Proven mortgage fozia shan siddiqi remax in Florida. Here is the story of actual car and a mortgage fraud in Florida foreclosure case. You figure out how to make money selling your car title multiple times like the banks do. The foreclosing bank in a mortgage fraud in Florida court figured out the same way from the same note and mortgage years ago by mortgage securitization. Are either or both fraud?
In front of the judge in your car fraud case, the judge asks you, “Did you sell your car to 10 different people?” You tell him you did not sell your car, you sold the beneficial interest with a copy of your car title the way the banks do for a mortgage. The judge finds that you have committed Florida Fraud by not selling your car to only one person, but you used an illegal multi car title scam to make money illegally from the victims.
In front of the judge in your mortgage fraud in Florida foreclosure case, the judge asks you if you’re behind on your mortgage payments. You inform the judge that your mortgage and note have been paid in full. The judge then asks if you paid off the mortgage. No, you did not personally pay the mortgage, but the mortgage was paid by a third party when the Lender sold your mortgage loan by your mortgage contract.

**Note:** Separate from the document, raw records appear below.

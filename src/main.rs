//! CLI entry point for pear-rs

use anyhow::{Context, Result};
use clap::Parser;
use std::path::PathBuf;
use std::process::ExitCode;
use tracing_subscriber::{layer::SubscriberExt, util::SubscriberInitExt};

#[derive(Parser)]
#[command(name = "pear-rs")]
#[command(version)]
#[command(about = "Build a static blog from Markdown posts and a Tera theme", long_about = None)]
struct Cli {
    /// Configuration file (defaults to _config.yml in the current directory)
    #[arg(short, long)]
    config: Option<PathBuf>,

    /// Enable debug output
    #[arg(short, long)]
    debug: bool,
}

fn main() -> ExitCode {
    let cli = Cli::parse();

    // Initialize logging
    let filter = if cli.debug {
        "pear_rs=debug,info"
    } else {
        "pear_rs=info"
    };

    tracing_subscriber::registry()
        .with(
            tracing_subscriber::EnvFilter::try_from_default_env().unwrap_or_else(|_| filter.into()),
        )
        .with(tracing_subscriber::fmt::layer())
        .init();

    match run(cli) {
        Ok(()) => ExitCode::SUCCESS,
        Err(err) => {
            tracing::error!("{}", err);
            ExitCode::FAILURE
        }
    }
}

fn run(cli: Cli) -> Result<()> {
    let pear = match cli.config {
        Some(path) => pear_rs::Pear::from_config_file(&path)?,
        None => {
            let base_dir = std::env::current_dir().context("Failed to read current directory")?;
            pear_rs::Pear::new(&base_dir)?
        }
    };

    tracing::info!("Building site from {:?}", pear.base_dir);
    let report = pear.build()?;
    println!(
        "Generated {} posts into {:?} in {:.2}s",
        report.posts,
        pear.output_dir,
        report.elapsed.as_secs_f64()
    );

    Ok(())
}
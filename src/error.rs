//! Error types for the build pipeline

use std::fmt;
use std::path::{Path, PathBuf};
use thiserror::Error;

/// Configuration loading and validation errors
#[derive(Error, Debug)]
pub enum ConfigError {
    #[error("Config file not found: {}", .0.display())]
    NotFound(PathBuf),

    #[error("Failed to read config {}: {source}", .path.display())]
    Read {
        path: PathBuf,
        #[source]
        source: std::io::Error,
    },

    #[error("Invalid YAML in config {}: {source}", .path.display())]
    Yaml {
        path: PathBuf,
        #[source]
        source: serde_yaml::Error,
    },

    #[error("Invalid TOML in config {}: {source}", .path.display())]
    Toml {
        path: PathBuf,
        #[source]
        source: toml::de::Error,
    },

    #[error("Invalid config: {0}")]
    Invalid(String),
}

/// Front-matter errors in a single source document
#[derive(Error, Debug)]
pub enum MetadataError {
    #[error("malformed metadata block: {0}")]
    Parse(#[from] serde_yaml::Error),

    #[error("unrecognised date {0:?}")]
    InvalidDate(String),

    #[error("metadata key {key:?} cannot be passed to templates: {source}")]
    Unrepresentable {
        key: String,
        #[source]
        source: serde_json::Error,
    },
}

/// Problems with the output location of a post
#[derive(Error, Debug)]
pub enum OutputError {
    #[error(
        "Posts {} and {} both resolve to url {url:?}",
        .first.display(),
        .second.display()
    )]
    Collision {
        url: String,
        first: PathBuf,
        second: PathBuf,
    },

    #[error("Post {} has no url", .post.display())]
    MissingUrl { post: PathBuf },

    #[error("Post {} has url {url:?} outside the output root", .post.display())]
    InvalidUrl { url: String, post: PathBuf },
}

/// Any failure while building the site
#[derive(Error, Debug)]
pub enum BuildError {
    #[error(transparent)]
    Config(#[from] ConfigError),

    #[error("Failed to parse metadata in {}: {source}", .path.display())]
    Metadata {
        path: PathBuf,
        #[source]
        source: MetadataError,
    },

    #[error("Source not found: {}", .0.display())]
    SourceNotFound(PathBuf),

    #[error("Theme directory not found: {}", .0.display())]
    ThemeNotFound(PathBuf),

    #[error("Template not found: {}", .0.display())]
    TemplateNotFound(PathBuf),

    #[error("Failed to render template {name}: {message}")]
    Template { name: String, message: String },

    #[error(transparent)]
    Output(#[from] OutputError),

    #[error("I/O error on {}: {source}", .path.display())]
    Io {
        path: PathBuf,
        #[source]
        source: std::io::Error,
    },
}

impl BuildError {
    /// Wrap an I/O error with the path it happened on
    pub fn io(path: impl Into<PathBuf>, source: std::io::Error) -> Self {
        Self::Io {
            path: path.into(),
            source,
        }
    }

    /// Convert a directory-walk failure under `root`
    pub fn walk(root: &Path, err: walkdir::Error) -> Self {
        let path = err.path().unwrap_or(root).to_path_buf();
        Self::Io {
            path,
            source: err.into(),
        }
    }
}

/// A build stage, in execution order
#[derive(Debug, Clone, Copy, PartialEq, Eq)]
pub enum Stage {
    Load,
    Clean,
    Scaffold,
    StaticPages,
    PostPages,
}

impl fmt::Display for Stage {
    fn fmt(&self, f: &mut fmt::Formatter<'_>) -> fmt::Result {
        let name = match self {
            Stage::Load => "load",
            Stage::Clean => "clean",
            Stage::Scaffold => "scaffold",
            Stage::StaticPages => "static pages",
            Stage::PostPages => "post pages",
        };
        f.write_str(name)
    }
}

/// A build failure tagged with the stage that produced it
#[derive(Error, Debug)]
#[error("{stage} stage failed: {source}")]
pub struct StageError {
    pub stage: Stage,
    #[source]
    pub source: BuildError,
}

impl StageError {
    pub fn new(stage: Stage, source: BuildError) -> Self {
        Self { stage, source }
    }
}
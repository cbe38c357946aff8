pub mod builder;
pub mod combination;
pub mod engine;
pub mod error;
pub mod formatter;
pub mod model;
pub mod sample;
pub mod source;

#[cfg(feature = "wasm")]
pub mod wasm;

pub use builder::{BoundKind, MixProblem, RowKind};
pub use combination::{CombinationFeed, FeedCombination, NutritionalValues};
pub use engine::{compute_optimal_mix, MixEngine};
pub use error::{FeedMixError, Result};
pub use formatter::{Allocation, EfficiencyPolicy, MixSolution, NutrientViolation, FEASIBILITY_TOLERANCE};
pub use model::{CattleType, FeedItem, Nutrient, NutrientBounds, Nutrients, NutritionTargets, Range};
pub use source::{
    load_cattle_types, load_feed_catalog, parse_cattle_types, parse_feed_catalog, FeedCatalog, InMemorySource,
    JsonFileSource, ProfileSource,
};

The attorney tells the judge that you defaulted on paying your note and mortgage. The attorney sidesteps the issue that the original lender was paid in full as stipulated in the original mortgage contract with you under local and federal law, and that the note and mortgage contract were paid and there is no more note or mortgage. In law it does not matter who paid the note and mortgage, just whether or not the Lender has been paid under mortgage contract law.
You remind the judge of the car fraud case where the judge decided that it was car fraud. Now the lender has sold your beneficial interest to a bank or trust and was paid in full; thus, completing your mortgage contract with that Lender. Your original, paper note and mortgage is under Federal UCC, Article 3. The trustee unlawfully converted the tangible note and mortgage into a stock or bond certificate under Federal UCC, Article 8 without your knowledge or consent.
There was no contract with the new purchasing entity from you. There was a bogus contract with a different debtor, the Lender, and not with you. Under UCC, Article 8, the bank converted your note and mortgage again into an intangible electronic format copies and converted them under UCC Article 9, an Intangible counterfeit, under 18 USC § 2320, and commenced to assign the beneficial interest only of the same note and mortgage to thousands of certificate holders and investors who each owned only a fraction of the beneficial interest. The lender, trust, trustee, purchasing bank, and investors also committed mortgage fraud in Florida the same way you supposedly committed car fraud by selling the same note and mortgage multiple times to multiple persons or groups of investors to make more money.
The foreclosing attorney told the judge that you failed to make your monthly payments as per the note and mortgage contract that you signed; thus, guiding the judge’s decision in this mortgage fraud in Florida foreclosure case in favor of the foreclosing bank.
The Note and mortgage have been paid! In the letter of the law, it does not matter who paid the note, just whether or not it has been paid, but the judge does not take the law into consideration and rules that the bank has the right and consent to foreclose on your property.
Here, you are doing the same thing the banks are doing and you get convicted of fraud and the banks get to foreclose on your home or commercial property.